I have heard many things (good and bad) about Joseph Ratzinger over the past few years so I decidecided to have a look into what the big fuss was about.
I heard honduras Cardinal Rodriguez Mariaga 3 years ago atthe RDS during the Mission Alive Festival and found his anti neo-liberalism and 'Option for the Poor' a powerful message for a world which seems to have lost any sense of personalism.
I believe one of the most interesting things will be who the new pope will elect to take up his old post as doctrinal chief of the Church.
I think we can have little doubt that Cardinal Desmond O'Connell voted for him.
This is the link to the Dublin archdiocese and their response
http://www.dublindiocese.ie/popeelected.htm
Below is a little (or not so little as it has turned out) background sketch on who Benedict XVI has been, is, and may become.
Joseph Ratzinger was born in Marktl am Inn, Bavaria, in Germany on April 16th, 1927.
The son of a police officer who was staunchly anti-Nazi, in 1937 Ratzinger's father retired and settled in the town of Traunstein.
When Ratzinger turned 14 in 1941, he was required by law to join the Hitler Youth, but according to his biographer John Allen (www.natcath.org) he was not an enthusiastic member.
He requested to be taken off the rolls and reportedly refused to attend a single meeting.
In 1943, at the age of 16 he was, along with the rest of his class, drafted into the Flak or anti-aircraft corps. The were made responsible for the guarding of a BMW plant outside Munich.
He was then sent for basic infantry training and was posted to Hungary, where he worked setting up anti-tank defences until fleeing in April 1944 (an offence punishable by shooting on the spot or hanging - in order to stop others from resisting their service ).
In 1945 he was briefly held in an Allied POW camp, where he attended de-Nazification classes. By June 1945 he was released, and alongside his brother Georg, entered a Catholic seminary.
He was ordained on June 29, 1951
At the Second Vatican Council (1962 – 1965), Ratzinger he had served as a chief theological expert, to the reformist Josef Cardinal Frings of Cologne, Germany.
From 1966-69, he was a colleague of Hans Küng at the University of Tubingen. Kung once commented that, "his ideology is a medieval, anti-Reformation, anti-modern paradigm of the church and the papacy".

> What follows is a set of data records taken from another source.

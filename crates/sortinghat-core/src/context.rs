//! Per-request execution context.
//!
//! A [`Ctx`] is built by the boundary for every request and threaded through
//! each engine call. The engine reads and writes only through `ctx.store`, so
//! a request never reaches a database other than the one it was routed to.

use tokio_util::sync::CancellationToken;

use crate::tenancy::Route;

#[derive(Clone)]
pub struct Ctx<S> {
  /// Caller principal, recorded as `authored_by` in the journal.
  pub principal: Option<String>,
  /// Logical database the request was routed to.
  pub tenant:    Option<String>,
  pub store:     S,
  pub cancel:    CancellationToken,
}

impl<S> Ctx<S> {
  /// A context with no principal and no tenant; mostly for tests and tools.
  pub fn new(store: S) -> Self {
    Self {
      principal: None,
      tenant: None,
      store,
      cancel: CancellationToken::new(),
    }
  }

  /// Context for a request routed by the tenancy layer.
  pub fn routed(route: Route<S>, principal: Option<String>) -> Self {
    Self {
      principal,
      tenant: Some(route.database),
      store: route.store,
      cancel: CancellationToken::new(),
    }
  }

  pub fn with_principal(mut self, principal: impl Into<String>) -> Self {
    self.principal = Some(principal.into());
    self
  }

  pub fn with_tenant(mut self, tenant: impl Into<String>) -> Self {
    self.tenant = Some(tenant.into());
    self
  }

  pub fn with_cancel(mut self, cancel: CancellationToken) -> Self {
    self.cancel = cancel;
    self
  }
}
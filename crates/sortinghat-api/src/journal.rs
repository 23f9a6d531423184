//! Read-only access to the transaction journal.

use axum::{
  Json,
  extract::{Path, Query},
};
use chrono::{DateTime, Utc};
use serde::Deserialize;
use sortinghat_core::{
  journal::{Operation, Transaction},
  store::{Page, TransactionFilter},
  tenancy::Tenancy,
};
use sortinghat_engine as engine;

use crate::{Caller, PageParams, error::ApiError};

#[derive(Debug, Default, Deserialize)]
pub struct ListParams {
  /// Engine operation name, e.g. `merge`.
  pub name:        Option<String>,
  pub authored_by: Option<String>,
  /// Only transactions created at or after this instant.
  pub from_date:   Option<DateTime<Utc>>,
  pub page:        Option<u32>,
  pub page_size:   Option<u32>,
}

/// `GET /transactions`, newest first.
pub async fn transactions<T: Tenancy>(
  caller: Caller<T::Store>,
  Query(params): Query<ListParams>,
) -> Result<Json<Page<Transaction>>, ApiError> {
  let page = PageParams { page: params.page, page_size: params.page_size };
  let filter = TransactionFilter {
    name:        params.name,
    authored_by: params.authored_by,
    from_date:   params.from_date,
  };
  Ok(Json(engine::transactions(&caller.ctx, filter, (&page).into()).await?))
}

/// `GET /transactions/{tuid}/operations`
pub async fn operations<T: Tenancy>(
  caller: Caller<T::Store>,
  Path(tuid): Path<String>,
) -> Result<Json<Vec<Operation>>, ApiError> {
  Ok(Json(engine::operations(&caller.ctx, &tuid).await?))
}
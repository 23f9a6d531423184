//! Encoding and decoding helpers between Rust domain types and the plain-text
//! representations stored in SQLite columns.
//!
//! All timestamps are stored as fixed-width RFC 3339 strings with microsecond
//! precision and a `Z` suffix, so lexical order equals chronological order.
//! Booleans are stored as `0`/`1`; operation arguments as compact JSON.

use chrono::{DateTime, SecondsFormat, Utc};
use sortinghat_core::{
  journal::{EntityType, Operation, OperationType, Transaction},
  model::{Alias, Country, Domain, Enrollment, Group, GroupKind, Identity, Individual, Profile},
  period::Period,
};

use crate::{Error, Result};

// ─── DateTime<Utc> ───────────────────────────────────────────────────────────

pub fn encode_dt(dt: DateTime<Utc>) -> String { dt.to_rfc3339_opts(SecondsFormat::Micros, true) }

pub fn decode_dt(s: &str) -> Result<DateTime<Utc>> {
  DateTime::parse_from_rfc3339(s)
    .map(|dt| dt.with_timezone(&Utc))
    .map_err(|e| Error::DateParse(e.to_string()))
}

fn decode_opt_dt(s: Option<String>) -> Result<Option<DateTime<Utc>>> {
  s.as_deref().map(decode_dt).transpose()
}

// ─── GroupKind ───────────────────────────────────────────────────────────────

pub fn encode_group_kind(k: GroupKind) -> &'static str {
  match k {
    GroupKind::Organization => "organization",
    GroupKind::Team => "team",
  }
}

pub fn decode_group_kind(s: &str) -> Result<GroupKind> {
  match s {
    "organization" => Ok(GroupKind::Organization),
    "team" => Ok(GroupKind::Team),
    other => Err(Error::UnknownValue { column: "kind", value: other.to_owned() }),
  }
}

// ─── Journal discriminants ───────────────────────────────────────────────────

pub fn decode_op_type(s: &str) -> Result<OperationType> {
  match s {
    "ADD" => Ok(OperationType::Add),
    "DELETE" => Ok(OperationType::Delete),
    "UPDATE" => Ok(OperationType::Update),
    other => Err(Error::UnknownValue { column: "op_type", value: other.to_owned() }),
  }
}

pub fn decode_entity_type(s: &str) -> Result<EntityType> {
  match s {
    "individual" => Ok(EntityType::Individual),
    "identity" => Ok(EntityType::Identity),
    "profile" => Ok(EntityType::Profile),
    "enrollment" => Ok(EntityType::Enrollment),
    "organization" => Ok(EntityType::Organization),
    "team" => Ok(EntityType::Team),
    "domain" => Ok(EntityType::Domain),
    "alias" => Ok(EntityType::Alias),
    other => Err(Error::UnknownValue { column: "entity_type", value: other.to_owned() }),
  }
}

// ─── Row types ───────────────────────────────────────────────────────────────

/// Raw values read directly from an `individuals` row.
pub struct RawIndividual {
  pub mk:            String,
  pub is_locked:     bool,
  pub created_at:    String,
  pub last_modified: String,
}

impl RawIndividual {
  pub const COLUMNS: &'static str = "mk, is_locked, created_at, last_modified";

  pub fn from_row(row: &rusqlite::Row<'_>) -> rusqlite::Result<Self> {
    Ok(Self {
      mk:            row.get(0)?,
      is_locked:     row.get(1)?,
      created_at:    row.get(2)?,
      last_modified: row.get(3)?,
    })
  }

  pub fn into_individual(self) -> Result<Individual> {
    Ok(Individual {
      mk:            self.mk,
      is_locked:     self.is_locked,
      created_at:    decode_dt(&self.created_at)?,
      last_modified: decode_dt(&self.last_modified)?,
    })
  }
}

/// Raw values read directly from an `identities` row.
pub struct RawIdentity {
  pub uuid:          String,
  pub source:        String,
  pub name:          Option<String>,
  pub email:         Option<String>,
  pub username:      Option<String>,
  pub individual:    String,
  pub created_at:    String,
  pub last_modified: String,
}

impl RawIdentity {
  pub const COLUMNS: &'static str =
    "uuid, source, name, email, username, individual, created_at, last_modified";

  pub fn from_row(row: &rusqlite::Row<'_>) -> rusqlite::Result<Self> {
    Ok(Self {
      uuid:          row.get(0)?,
      source:        row.get(1)?,
      name:          row.get(2)?,
      email:         row.get(3)?,
      username:      row.get(4)?,
      individual:    row.get(5)?,
      created_at:    row.get(6)?,
      last_modified: row.get(7)?,
    })
  }

  pub fn into_identity(self) -> Result<Identity> {
    Ok(Identity {
      uuid:          self.uuid,
      source:        self.source,
      name:          self.name,
      email:         self.email,
      username:      self.username,
      individual:    self.individual,
      created_at:    decode_dt(&self.created_at)?,
      last_modified: decode_dt(&self.last_modified)?,
    })
  }
}

/// A `profiles` row left-joined with `countries`.
pub struct RawProfile {
  pub individual:     String,
  pub name:           Option<String>,
  pub email:          Option<String>,
  pub gender:         Option<String>,
  pub gender_acc:     Option<u8>,
  pub is_bot:         bool,
  pub country_code:   Option<String>,
  pub country_alpha3: Option<String>,
  pub country_name:   Option<String>,
}

impl RawProfile {
  pub fn from_row(row: &rusqlite::Row<'_>) -> rusqlite::Result<Self> {
    Ok(Self {
      individual:     row.get(0)?,
      name:           row.get(1)?,
      email:          row.get(2)?,
      gender:         row.get(3)?,
      gender_acc:     row.get(4)?,
      is_bot:         row.get(5)?,
      country_code:   row.get(6)?,
      country_alpha3: row.get(7)?,
      country_name:   row.get(8)?,
    })
  }

  pub fn into_profile(self) -> Profile {
    let country = match (self.country_code, self.country_alpha3, self.country_name) {
      (Some(code), Some(alpha3), Some(name)) => Some(Country { code, name, alpha3 }),
      _ => None,
    };
    Profile {
      individual: self.individual,
      name: self.name,
      email: self.email,
      gender: self.gender,
      gender_acc: self.gender_acc,
      is_bot: self.is_bot,
      country,
    }
  }
}

pub fn country_from_row(row: &rusqlite::Row<'_>) -> rusqlite::Result<Country> {
  Ok(Country {
    code:   row.get(0)?,
    alpha3: row.get(1)?,
    name:   row.get(2)?,
  })
}

/// Raw values read directly from an `org_groups` row.
pub struct RawGroup {
  pub id:         i64,
  pub name:       String,
  pub kind:       String,
  pub parent_org: Option<i64>,
  pub parent:     Option<i64>,
  pub created_at: String,
}

impl RawGroup {
  pub const COLUMNS: &'static str = "id, name, kind, parent_org, parent, created_at";

  pub fn from_row(row: &rusqlite::Row<'_>) -> rusqlite::Result<Self> {
    Ok(Self {
      id:         row.get(0)?,
      name:       row.get(1)?,
      kind:       row.get(2)?,
      parent_org: row.get(3)?,
      parent:     row.get(4)?,
      created_at: row.get(5)?,
    })
  }

  pub fn into_group(self) -> Result<Group> {
    Ok(Group {
      id:         self.id,
      name:       self.name,
      kind:       decode_group_kind(&self.kind)?,
      parent_org: self.parent_org,
      parent:     self.parent,
      created_at: decode_dt(&self.created_at)?,
    })
  }
}

/// `domains` joined with the owning organization's name.
pub fn domain_from_row(row: &rusqlite::Row<'_>) -> rusqlite::Result<Domain> {
  Ok(Domain {
    domain:        row.get(0)?,
    is_top_domain: row.get(1)?,
    organization:  row.get(2)?,
  })
}

/// `aliases` joined with the owning organization's name.
pub fn alias_from_row(row: &rusqlite::Row<'_>) -> rusqlite::Result<Alias> {
  Ok(Alias {
    alias:        row.get(0)?,
    organization: row.get(1)?,
  })
}

/// Raw values read directly from an `enrollments` row.
pub struct RawEnrollment {
  pub id:         i64,
  pub individual: String,
  pub group_id:   i64,
  pub start_at:   String,
  pub end_at:     String,
}

impl RawEnrollment {
  pub const COLUMNS: &'static str = "id, individual, group_id, start_at, end_at";

  pub fn from_row(row: &rusqlite::Row<'_>) -> rusqlite::Result<Self> {
    Ok(Self {
      id:         row.get(0)?,
      individual: row.get(1)?,
      group_id:   row.get(2)?,
      start_at:   row.get(3)?,
      end_at:     row.get(4)?,
    })
  }

  pub fn into_enrollment(self) -> Result<Enrollment> {
    Ok(Enrollment {
      id:         self.id,
      individual: self.individual,
      group:      self.group_id,
      period:     Period {
        start: decode_dt(&self.start_at)?,
        end:   decode_dt(&self.end_at)?,
      },
    })
  }
}

/// Raw values read directly from a `transactions` row.
pub struct RawTransaction {
  pub tuid:        String,
  pub name:        String,
  pub created_at:  String,
  pub closed_at:   Option<String>,
  pub is_closed:   bool,
  pub authored_by: Option<String>,
  pub tenant:      Option<String>,
}

impl RawTransaction {
  pub const COLUMNS: &'static str =
    "tuid, name, created_at, closed_at, is_closed, authored_by, tenant";

  pub fn from_row(row: &rusqlite::Row<'_>) -> rusqlite::Result<Self> {
    Ok(Self {
      tuid:        row.get(0)?,
      name:        row.get(1)?,
      created_at:  row.get(2)?,
      closed_at:   row.get(3)?,
      is_closed:   row.get(4)?,
      authored_by: row.get(5)?,
      tenant:      row.get(6)?,
    })
  }

  pub fn into_transaction(self) -> Result<Transaction> {
    Ok(Transaction {
      tuid:        self.tuid,
      name:        self.name,
      created_at:  decode_dt(&self.created_at)?,
      closed_at:   decode_opt_dt(self.closed_at)?,
      is_closed:   self.is_closed,
      authored_by: self.authored_by,
      tenant:      self.tenant,
    })
  }
}

/// Raw values read directly from an `operations` row.
pub struct RawOperation {
  pub ouid:        String,
  pub op_type:     String,
  pub entity_type: String,
  pub target:      String,
  pub timestamp:   String,
  pub args:        String,
  pub tuid:        String,
}

impl RawOperation {
  pub const COLUMNS: &'static str = "ouid, op_type, entity_type, target, timestamp, args, tuid";

  pub fn from_row(row: &rusqlite::Row<'_>) -> rusqlite::Result<Self> {
    Ok(Self {
      ouid:        row.get(0)?,
      op_type:     row.get(1)?,
      entity_type: row.get(2)?,
      target:      row.get(3)?,
      timestamp:   row.get(4)?,
      args:        row.get(5)?,
      tuid:        row.get(6)?,
    })
  }

  pub fn into_operation(self) -> Result<Operation> {
    Ok(Operation {
      ouid:        self.ouid,
      op_type:     decode_op_type(&self.op_type)?,
      entity_type: decode_entity_type(&self.entity_type)?,
      target:      self.target,
      timestamp:   decode_dt(&self.timestamp)?,
      args:        serde_json::from_str(&self.args)?,
      tuid:        self.tuid,
    })
  }
}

He was confirmed in his traditionalist views by the liberal atmosphere of Tübingen, especially the Marxist leanings of the student movement of the 1960s.
In 1972, he founded the theological journal Communio (link (http://www.communio-icr.com/) with Hans Urs von Balthasar, Henri de Lubac and others.
On November 25, 1981 Pope John Paul II named Ratzinger prefect of the Congregation for the Doctrine of the Faith.
It was formerly known as the Holy Office of the Inquisition but renamed in 1908 by Pope Pius X.
In the Vatican, he has been the driving force behind crackdowns on liberation theology, religious pluralism, challenges to traditional moral teachings on issues such as homosexuality, and dissent on issues such as women's ordination.
He was closer to John Paul II than any other cardinal, and Ratzinger and John Paul were called "intellectual bedfellows."
It will be up to him to decide who will follow him as Prefect of the Congregation for the Doctrine of the Faith.
Benedict speaks ten languages (among them German, Italian, English, and ecclesiastical Latin).
He is an accomplished pianist with a preference for Mozart.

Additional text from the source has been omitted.